[Stored data entries]
%%

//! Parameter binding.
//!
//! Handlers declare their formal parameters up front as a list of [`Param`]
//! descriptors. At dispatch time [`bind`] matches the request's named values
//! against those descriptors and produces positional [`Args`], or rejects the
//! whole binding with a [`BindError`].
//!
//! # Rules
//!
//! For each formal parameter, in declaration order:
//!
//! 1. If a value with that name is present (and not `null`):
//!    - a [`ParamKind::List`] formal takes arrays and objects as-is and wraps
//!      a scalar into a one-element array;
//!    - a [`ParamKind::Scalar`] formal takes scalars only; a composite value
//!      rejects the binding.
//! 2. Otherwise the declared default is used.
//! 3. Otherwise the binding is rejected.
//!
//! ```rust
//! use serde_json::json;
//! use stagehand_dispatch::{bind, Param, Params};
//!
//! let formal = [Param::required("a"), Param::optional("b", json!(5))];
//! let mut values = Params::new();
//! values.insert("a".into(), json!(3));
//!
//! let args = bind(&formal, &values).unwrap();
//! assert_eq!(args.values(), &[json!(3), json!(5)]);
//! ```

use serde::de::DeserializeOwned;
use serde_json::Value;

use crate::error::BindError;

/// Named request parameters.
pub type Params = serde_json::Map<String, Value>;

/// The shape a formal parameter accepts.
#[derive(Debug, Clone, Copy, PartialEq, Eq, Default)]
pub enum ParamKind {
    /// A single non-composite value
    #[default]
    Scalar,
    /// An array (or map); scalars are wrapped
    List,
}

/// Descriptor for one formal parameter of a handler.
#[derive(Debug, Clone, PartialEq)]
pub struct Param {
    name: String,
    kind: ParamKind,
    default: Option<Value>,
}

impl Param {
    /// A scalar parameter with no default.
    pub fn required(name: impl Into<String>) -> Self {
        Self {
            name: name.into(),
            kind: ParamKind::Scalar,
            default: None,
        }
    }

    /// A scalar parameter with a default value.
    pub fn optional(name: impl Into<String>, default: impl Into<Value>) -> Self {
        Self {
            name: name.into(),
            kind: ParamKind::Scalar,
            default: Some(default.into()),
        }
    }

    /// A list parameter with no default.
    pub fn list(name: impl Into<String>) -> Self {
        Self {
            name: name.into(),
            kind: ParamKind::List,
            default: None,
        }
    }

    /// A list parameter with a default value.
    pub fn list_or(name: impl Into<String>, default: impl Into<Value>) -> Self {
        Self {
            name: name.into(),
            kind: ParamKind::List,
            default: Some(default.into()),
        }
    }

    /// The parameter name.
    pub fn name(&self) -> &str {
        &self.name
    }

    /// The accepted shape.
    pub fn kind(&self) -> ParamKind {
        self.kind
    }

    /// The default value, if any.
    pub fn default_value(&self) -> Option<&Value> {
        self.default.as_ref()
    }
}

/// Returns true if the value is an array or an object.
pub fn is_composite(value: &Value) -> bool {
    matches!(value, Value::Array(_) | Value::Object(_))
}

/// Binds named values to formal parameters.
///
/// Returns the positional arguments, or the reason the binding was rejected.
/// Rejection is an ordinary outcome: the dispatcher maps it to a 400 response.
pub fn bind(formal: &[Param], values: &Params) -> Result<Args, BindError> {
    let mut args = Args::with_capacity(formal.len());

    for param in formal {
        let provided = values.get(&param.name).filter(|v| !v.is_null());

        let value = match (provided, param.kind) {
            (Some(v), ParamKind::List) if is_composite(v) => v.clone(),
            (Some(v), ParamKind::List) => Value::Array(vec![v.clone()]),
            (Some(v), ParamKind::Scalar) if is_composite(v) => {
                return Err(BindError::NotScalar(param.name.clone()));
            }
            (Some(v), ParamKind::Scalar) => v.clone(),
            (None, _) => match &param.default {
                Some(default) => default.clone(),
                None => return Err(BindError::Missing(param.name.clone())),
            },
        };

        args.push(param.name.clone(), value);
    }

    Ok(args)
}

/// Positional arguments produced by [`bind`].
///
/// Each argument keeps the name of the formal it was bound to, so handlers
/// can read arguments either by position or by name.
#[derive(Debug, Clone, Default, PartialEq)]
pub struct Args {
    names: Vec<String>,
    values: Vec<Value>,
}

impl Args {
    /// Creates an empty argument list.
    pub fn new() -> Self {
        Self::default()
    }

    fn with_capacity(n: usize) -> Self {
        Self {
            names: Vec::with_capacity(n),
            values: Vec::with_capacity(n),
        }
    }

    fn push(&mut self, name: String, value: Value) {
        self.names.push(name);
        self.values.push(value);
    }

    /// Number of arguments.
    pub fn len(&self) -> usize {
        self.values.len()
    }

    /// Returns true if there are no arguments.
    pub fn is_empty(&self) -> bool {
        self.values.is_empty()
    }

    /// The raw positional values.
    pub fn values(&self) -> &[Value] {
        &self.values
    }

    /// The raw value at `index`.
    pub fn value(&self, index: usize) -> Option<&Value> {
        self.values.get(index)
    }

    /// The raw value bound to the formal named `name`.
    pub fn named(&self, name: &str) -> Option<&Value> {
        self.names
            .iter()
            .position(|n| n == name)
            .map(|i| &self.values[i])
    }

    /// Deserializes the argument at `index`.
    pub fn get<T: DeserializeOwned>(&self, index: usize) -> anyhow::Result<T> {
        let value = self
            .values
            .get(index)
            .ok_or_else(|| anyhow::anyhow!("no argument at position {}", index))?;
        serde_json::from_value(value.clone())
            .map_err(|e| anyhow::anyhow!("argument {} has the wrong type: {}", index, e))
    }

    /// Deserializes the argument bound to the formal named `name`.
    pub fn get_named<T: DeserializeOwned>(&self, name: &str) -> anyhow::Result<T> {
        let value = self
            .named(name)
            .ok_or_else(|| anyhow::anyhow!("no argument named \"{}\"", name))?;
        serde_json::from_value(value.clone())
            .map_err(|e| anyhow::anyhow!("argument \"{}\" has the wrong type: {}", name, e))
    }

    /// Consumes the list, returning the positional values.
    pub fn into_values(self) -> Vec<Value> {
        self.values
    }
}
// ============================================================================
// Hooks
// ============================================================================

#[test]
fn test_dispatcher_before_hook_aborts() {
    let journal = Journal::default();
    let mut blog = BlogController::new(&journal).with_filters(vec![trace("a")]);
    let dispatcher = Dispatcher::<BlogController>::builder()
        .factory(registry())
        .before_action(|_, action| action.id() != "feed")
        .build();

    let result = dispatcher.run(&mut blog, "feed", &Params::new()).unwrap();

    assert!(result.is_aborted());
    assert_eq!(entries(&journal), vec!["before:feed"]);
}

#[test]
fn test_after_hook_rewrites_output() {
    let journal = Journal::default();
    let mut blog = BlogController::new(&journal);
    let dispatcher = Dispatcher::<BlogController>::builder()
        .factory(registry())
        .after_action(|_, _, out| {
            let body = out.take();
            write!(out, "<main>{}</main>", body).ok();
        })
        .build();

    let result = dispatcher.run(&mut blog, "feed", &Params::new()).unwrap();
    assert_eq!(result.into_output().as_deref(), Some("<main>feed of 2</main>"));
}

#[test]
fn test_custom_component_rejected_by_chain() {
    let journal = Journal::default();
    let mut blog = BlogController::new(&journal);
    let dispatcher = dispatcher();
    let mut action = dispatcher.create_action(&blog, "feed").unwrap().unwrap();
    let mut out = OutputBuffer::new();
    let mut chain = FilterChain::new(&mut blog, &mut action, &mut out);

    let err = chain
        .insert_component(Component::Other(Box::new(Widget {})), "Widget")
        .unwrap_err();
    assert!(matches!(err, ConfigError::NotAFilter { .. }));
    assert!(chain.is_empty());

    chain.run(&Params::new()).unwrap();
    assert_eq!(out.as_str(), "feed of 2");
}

%%

What you are asked to do:
Look over the entries for "optional", then copy every line that includes that string.

Response box:
//! let formal = [Param::required("a"), Param::optional("b", json!(5))];
    pub fn optional(name: impl Into<String>, default: impl Into<Value>) -> Self {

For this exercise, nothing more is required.